Saved entries:
-- Opening Marker --

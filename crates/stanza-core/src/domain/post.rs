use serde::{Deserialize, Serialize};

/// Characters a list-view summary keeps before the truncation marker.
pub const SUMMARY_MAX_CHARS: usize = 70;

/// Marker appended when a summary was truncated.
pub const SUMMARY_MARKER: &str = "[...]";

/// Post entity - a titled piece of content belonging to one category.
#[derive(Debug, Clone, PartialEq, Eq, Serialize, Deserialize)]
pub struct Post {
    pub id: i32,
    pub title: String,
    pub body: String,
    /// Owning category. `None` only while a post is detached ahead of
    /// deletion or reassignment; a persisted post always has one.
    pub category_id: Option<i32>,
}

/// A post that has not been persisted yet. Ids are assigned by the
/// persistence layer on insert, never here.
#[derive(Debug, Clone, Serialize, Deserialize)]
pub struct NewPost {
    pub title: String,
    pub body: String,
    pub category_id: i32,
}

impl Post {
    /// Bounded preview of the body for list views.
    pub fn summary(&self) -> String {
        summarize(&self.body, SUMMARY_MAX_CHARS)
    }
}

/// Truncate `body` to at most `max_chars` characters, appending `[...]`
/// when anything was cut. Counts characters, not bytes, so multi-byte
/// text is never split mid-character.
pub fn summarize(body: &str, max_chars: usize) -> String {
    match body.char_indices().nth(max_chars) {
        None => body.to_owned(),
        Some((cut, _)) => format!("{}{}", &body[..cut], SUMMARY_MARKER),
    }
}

-- Closing Marker --
-- Opening Marker --

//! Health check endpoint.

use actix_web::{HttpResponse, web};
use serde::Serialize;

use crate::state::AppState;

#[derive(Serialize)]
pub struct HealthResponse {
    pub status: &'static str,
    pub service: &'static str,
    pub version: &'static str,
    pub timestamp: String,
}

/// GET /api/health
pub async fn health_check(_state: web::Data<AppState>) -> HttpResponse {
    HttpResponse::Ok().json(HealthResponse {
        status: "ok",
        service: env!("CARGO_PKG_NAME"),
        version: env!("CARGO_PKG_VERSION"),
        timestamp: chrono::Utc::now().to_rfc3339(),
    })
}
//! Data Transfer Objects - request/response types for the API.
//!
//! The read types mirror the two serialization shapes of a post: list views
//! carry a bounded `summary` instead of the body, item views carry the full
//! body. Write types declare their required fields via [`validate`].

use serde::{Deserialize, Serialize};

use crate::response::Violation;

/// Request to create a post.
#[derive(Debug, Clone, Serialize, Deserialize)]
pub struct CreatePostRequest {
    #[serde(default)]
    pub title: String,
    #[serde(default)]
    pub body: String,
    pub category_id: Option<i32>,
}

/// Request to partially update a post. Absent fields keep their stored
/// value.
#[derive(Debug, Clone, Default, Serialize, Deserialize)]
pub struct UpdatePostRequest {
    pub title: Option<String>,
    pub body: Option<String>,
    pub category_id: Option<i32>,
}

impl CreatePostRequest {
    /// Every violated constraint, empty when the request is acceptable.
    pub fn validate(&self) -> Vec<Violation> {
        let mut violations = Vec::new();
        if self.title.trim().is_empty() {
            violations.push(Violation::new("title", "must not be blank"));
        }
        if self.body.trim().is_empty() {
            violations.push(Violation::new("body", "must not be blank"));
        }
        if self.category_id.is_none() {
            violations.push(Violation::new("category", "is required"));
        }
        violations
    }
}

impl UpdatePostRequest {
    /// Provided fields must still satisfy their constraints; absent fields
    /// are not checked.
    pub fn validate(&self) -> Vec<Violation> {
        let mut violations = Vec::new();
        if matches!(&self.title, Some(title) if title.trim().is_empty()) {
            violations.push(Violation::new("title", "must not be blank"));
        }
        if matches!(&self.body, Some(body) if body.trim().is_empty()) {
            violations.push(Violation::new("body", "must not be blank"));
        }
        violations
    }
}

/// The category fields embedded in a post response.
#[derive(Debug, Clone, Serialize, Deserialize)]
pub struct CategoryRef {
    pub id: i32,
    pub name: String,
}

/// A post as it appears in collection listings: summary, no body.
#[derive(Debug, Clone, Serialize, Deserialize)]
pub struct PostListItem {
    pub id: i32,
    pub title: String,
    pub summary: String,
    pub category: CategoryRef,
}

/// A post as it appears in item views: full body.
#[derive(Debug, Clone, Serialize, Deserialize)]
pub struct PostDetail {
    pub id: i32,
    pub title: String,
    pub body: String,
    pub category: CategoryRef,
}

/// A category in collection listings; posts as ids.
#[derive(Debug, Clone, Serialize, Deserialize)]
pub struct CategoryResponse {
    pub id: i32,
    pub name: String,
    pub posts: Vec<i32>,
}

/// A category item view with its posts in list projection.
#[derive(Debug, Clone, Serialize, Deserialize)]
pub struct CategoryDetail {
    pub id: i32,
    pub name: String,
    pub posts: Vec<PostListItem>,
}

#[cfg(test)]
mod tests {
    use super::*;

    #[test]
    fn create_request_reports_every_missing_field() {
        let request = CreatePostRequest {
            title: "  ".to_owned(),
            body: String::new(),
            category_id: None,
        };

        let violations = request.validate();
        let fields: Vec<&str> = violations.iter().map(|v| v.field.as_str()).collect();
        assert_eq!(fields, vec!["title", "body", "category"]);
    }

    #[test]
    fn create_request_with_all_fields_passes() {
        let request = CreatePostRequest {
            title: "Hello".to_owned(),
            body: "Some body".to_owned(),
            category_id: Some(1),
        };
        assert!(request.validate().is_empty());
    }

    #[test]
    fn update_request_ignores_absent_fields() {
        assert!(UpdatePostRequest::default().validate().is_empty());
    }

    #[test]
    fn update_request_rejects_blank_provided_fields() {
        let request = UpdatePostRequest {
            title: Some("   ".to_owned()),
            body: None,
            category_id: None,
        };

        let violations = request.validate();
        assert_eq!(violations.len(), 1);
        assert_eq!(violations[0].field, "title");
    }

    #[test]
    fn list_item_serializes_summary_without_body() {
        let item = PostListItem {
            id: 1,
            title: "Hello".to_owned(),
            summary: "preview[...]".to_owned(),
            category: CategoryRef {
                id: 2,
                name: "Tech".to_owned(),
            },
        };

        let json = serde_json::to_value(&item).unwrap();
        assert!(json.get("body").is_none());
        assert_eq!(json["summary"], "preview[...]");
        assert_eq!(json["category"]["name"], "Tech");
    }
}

-- Closing Marker --

DESCRIPTION OF THE TASK: Every line in the records above that contains the word "self" is to be copied out.

SOLUTION TO THE EXERCISE:
    pub fn summary(&self) -> String {
        summarize(&self.body, SUMMARY_MAX_CHARS)
    pub fn validate(&self) -> Vec<Violation> {
        if self.title.trim().is_empty() {
        if self.body.trim().is_empty() {
        if self.category_id.is_none() {
    pub fn validate(&self) -> Vec<Violation> {
        if matches!(&self.title, Some(title) if title.trim().is_empty()) {
        if matches!(&self.body, Some(body) if body.trim().is_empty()) {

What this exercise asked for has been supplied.